# [EXERCISE DESCRIPTION]
Scan the listing below for lines with "true" in them. Give their number and nothing more.

# [EXTRACTED MATERIAL]
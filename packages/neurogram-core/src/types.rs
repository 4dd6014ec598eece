use serde::{Deserialize, Serialize};

/// Channel-major sample matrix: `data[channel][sample]`.
pub type Matrix = Vec<Vec<f64>>;

/// Number of samples per channel. Empty matrices have zero samples.
pub fn sample_count(data: &[Vec<f64>]) -> usize {
    data.first().map(|ch| ch.len()).unwrap_or(0)
}

/// Annotation stored in (or written to) a recording file
#[derive(Debug, Clone, PartialEq, Serialize, Deserialize)]
pub struct Annotation {
    pub onset: f64,
    pub duration: f64,
    pub description: String,
}

/// A recording as produced by a `RecordingReader`
#[derive(Debug, Clone, PartialEq, Serialize, Deserialize)]
pub struct Recording {
    pub data: Matrix,
    pub labels: Vec<String>,
    pub sample_rate: f64,
    #[serde(default)]
    pub annotations: Vec<Annotation>,
}

impl Recording {
    pub fn num_channels(&self) -> usize {
        self.data.len()
    }

    pub fn num_samples(&self) -> usize {
        sample_count(&self.data)
    }

    pub fn duration(&self) -> f64 {
        if self.sample_rate > 0.0 {
            self.num_samples() as f64 / self.sample_rate
        } else {
            0.0
        }
    }
}

/// A merged interval where the oracle consistently scored above threshold
#[derive(Debug, Clone, Copy, PartialEq, Serialize, Deserialize)]
pub struct Event {
    pub onset: f64,
    pub duration: f64,
    pub confidence: f64,
}

impl Event {
    pub fn end(&self) -> f64 {
        self.onset + self.duration
    }
}

/// One montage entry. Serialized as a JSON array of up to two channel tokens;
/// a one-element array is a monopolar entry.
#[derive(Debug, Clone, PartialEq, Eq, Hash, Serialize, Deserialize)]
#[serde(try_from = "Vec<String>", into = "Vec<String>")]
pub struct MontageEntry {
    pub a: String,
    pub b: String,
}

impl MontageEntry {
    pub fn new(a: impl Into<String>, b: impl Into<String>) -> Self {
        Self {
            a: a.into(),
            b: b.into(),
        }
    }

    pub fn monopolar(a: impl Into<String>) -> Self {
        Self::new(a, "")
    }

    /// Label of the channel this entry would produce, or `None` when both
    /// tokens are empty.
    pub fn label(&self) -> Option<String> {
        match (self.a.is_empty(), self.b.is_empty()) {
            (true, true) => None,
            (false, true) => Some(self.a.clone()),
            (true, false) => Some(self.b.clone()),
            (false, false) => Some(format!("{}-{}", self.a, self.b)),
        }
    }
}

impl TryFrom<Vec<String>> for MontageEntry {
    type Error = String;

    fn try_from(tokens: Vec<String>) -> std::result::Result<Self, Self::Error> {
        let mut iter = tokens.into_iter();
        let a = iter.next().unwrap_or_default();
        let b = iter.next().unwrap_or_default();
        if iter.next().is_some() {
            return Err("montage entry takes at most two channel tokens".to_string());
        }
        Ok(Self { a, b })
    }
}

impl From<MontageEntry> for Vec<String> {
    fn from(entry: MontageEntry) -> Self {
        vec![entry.a, entry.b]
    }
}

/// Ordered montage specification
#[derive(Debug, Clone, Default, PartialEq, Eq, Serialize, Deserialize)]
pub struct MontageSpec {
    pub entries: Vec<MontageEntry>,
}

impl MontageSpec {
    pub fn new(entries: Vec<MontageEntry>) -> Self {
        Self { entries }
    }

    /// Build a spec from `(a, b)` string pairs
    pub fn from_pairs<A: AsRef<str>, B: AsRef<str>>(pairs: &[(A, B)]) -> Self {
        Self::new(
            pairs
                .iter()
                .map(|(a, b)| MontageEntry::new(a.as_ref(), b.as_ref()))
                .collect(),
        )
    }

    pub fn is_empty(&self) -> bool {
        self.entries.is_empty()
    }
}

#[cfg(test)]
mod tests {
    use super::*;

    #[test]
    fn test_montage_entry_from_json_arrays() {
        let spec: MontageSpec =
            serde_json::from_str(r#"{"entries": [["FP1", "F3"], ["CZ"], [], ["", "F3"]]}"#)
                .unwrap();

        assert_eq!(spec.entries[0], MontageEntry::new("FP1", "F3"));
        assert_eq!(spec.entries[1], MontageEntry::monopolar("CZ"));
        assert_eq!(spec.entries[2], MontageEntry::new("", ""));
        assert_eq!(spec.entries[3].label().as_deref(), Some("F3"));
    }

    #[test]
    fn test_montage_entry_rejects_three_tokens() {
        let parsed: std::result::Result<MontageEntry, _> =
            serde_json::from_str(r#"["FP1", "F3", "C3"]"#);
        assert!(parsed.is_err());
    }

    #[test]
    fn test_recording_duration() {
        let recording = Recording {
            data: vec![vec![0.0; 500], vec![0.0; 500]],
            labels: vec!["EEG FP1".into(), "EEG F3".into()],
            sample_rate: 250.0,
            annotations: vec![],
        };
        assert_eq!(recording.num_channels(), 2);
        assert_eq!(recording.num_samples(), 500);
        assert_eq!(recording.duration(), 2.0);
    }
}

# [ANSWER TO THIS TASK]
3